By December, most educators feel like they’re running on fumes. The systems we set up in August are now carrying the weight of real people, real behaviours, real demands. The optimism we started with is harder to access. For many, November is the threshold: some cross it and lie flat for the rest of the year, doing only what’s required, keeping their heads down, keeping their relationships transactional. Others push forward with intensity, hyper-focusing on the only things that feel manageable. They guard their space fiercely, sometimes to the point where asking them to consider anything new feels like a personal attack.

It’s a predictable pattern. I’ve seen it every year of my career, in myself and in others. And if we don’t deliberately interrupt it, November becomes the month where people stop growing and start surviving.

But it doesn’t have to be that way.

As we move into December we can take stock, recalibrate, and choose how we want to finish the year. It can be the month we advocate for what we need, clarify what matters, and acknowledge the work that has already been done.

Advocating for Yourself and Others

Self-advocacy is not resistance. It’s clarity. It’s the difference between withdrawing into survival mode and stepping forward with purpose.

December is the moment to make your focus unmistakably clear. First, for yourself, and then for others.

  • What are the three things that matter most for the new year?

  • What will genuinely move your students or your team forward?

  • What are the responsibilities that align with your strengths, and what are the distractions that quietly erode your effectiveness?

When you articulate this clearly, you give others something to respect. People don’t resent boundaries. They resent ambiguity.

In many of the conversations I’ve had with teams, I’ve noticed that clarity diffuses defensiveness. As I wrote in “That’s Not My Job”, resistance often comes from misalignment or a lack of shared expectations, not from unwillingness. If we want healthier dynamics, we need to practice explaining not just what we’re focusing on, but why. This helps others understand that your priorities and how it aligns with theirs.

When we model this openly, we create space for our colleagues to do the same. A team that can speak honestly about priorities is a team that can carry each other through the toughest months.

Recognising Accomplishments

By the end of November, many educators feel they’ve sacrificed a lot and received little in return. It’s not the fault of any one person, it’s the natural accumulation of a demanding profession. But this is precisely why recognition matters so much right now.

In “I Want to See More of That,” I wrote about how noticing small acts is one of the most powerful forms of appreciation we have.
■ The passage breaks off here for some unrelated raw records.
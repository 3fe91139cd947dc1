//! Optional narrative text attached to a component's document.

use std::fs;
use std::path::PathBuf;
use tracing::debug;

/// Supplies hand-written prose keyed by component name. The text is opaque.
pub trait ProseSource {
    fn prose_for(&self, component: &str) -> Option<String>;
}

/// Reads `<dir>/<component>.md`.
pub struct DirectoryProse {
    dir: PathBuf,
}

impl DirectoryProse {
    pub fn new(dir: impl Into<PathBuf>) -> Self {
        Self { dir: dir.into() }
    }
}

impl ProseSource for DirectoryProse {
    fn prose_for(&self, component: &str) -> Option<String> {
        let path = self.dir.join(format!("{}.md", component));
        match fs::read_to_string(&path) {
            Ok(text) => Some(text),
            Err(err) => {
                debug!("No prose for {} at {:?}: {}", component, path, err);
                None
            }
        }
    }
}

pub struct NoProse;

impl ProseSource for NoProse {
    fn prose_for(&self, _component: &str) -> Option<String> {
        None
    }
}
And up to this point of the year, those small acts are often the only things keeping schools running. A colleague offering to cover a duty. A teacher staying late to support a struggling student. A quiet moment of encouragement in a staff room where everyone is stretched thin.

We cannot underestimate the impact of saying, “I noticed that,” or “Your effort mattered today.” Recognition is not a strategy, it’s a lifeline. It reminds people that they are still seen and still valued, even when they feel depleted.

Seeing the Forest Through the Trees

The biggest challenge coming out of November is perspective. When stress narrows our view, everything feels urgent, personal, and heavy. We lose the long game. But as leaders it’s our role to widen the frame.

December is simply the inflection point where we decide whether the year will end in survival or progress.

This is why we need to pause now. Now. Look at what’s working. Look at what isn’t. Look at where the team is healthy and where it’s drifting, as I outlined in “How Healthy Is Your Team?” This kind of evaluation isn’t a luxury; it’s the only way to regain control of the narrative.

Because there is still so much time left.

We forget that a school year is long enough for reinvention. We forget that goals can be reframed, energy can be renewed, and difficult relationships can be reset. In “The Second Half,” I wrote about how much can change when we give ourselves permission to start again instead of waiting for the calendar to reset.

December offers that same opportunity. It’s the moment to ask, “What do I want the rest of my year to stand for?” and then to realign your choices accordingly.

Moving Forward Together

If there’s one message I want leaders to hear this month, it’s this:

You are not as stuck as November made you feel.

You can take control of your priorities. You can set boundaries without guilt. You can recognise the effort of others in a way that lifts the entire team. And you can re-establish a sense of purpose that carries you into the new year with clarity instead of exhaustion.

Helping others see the forest through the trees is the work of leadership. Finding meaning in the messy middle, and helping others do the same.

Unless you are a Southern Hemisphere school, now is not the end of anything.

It’s the turning point.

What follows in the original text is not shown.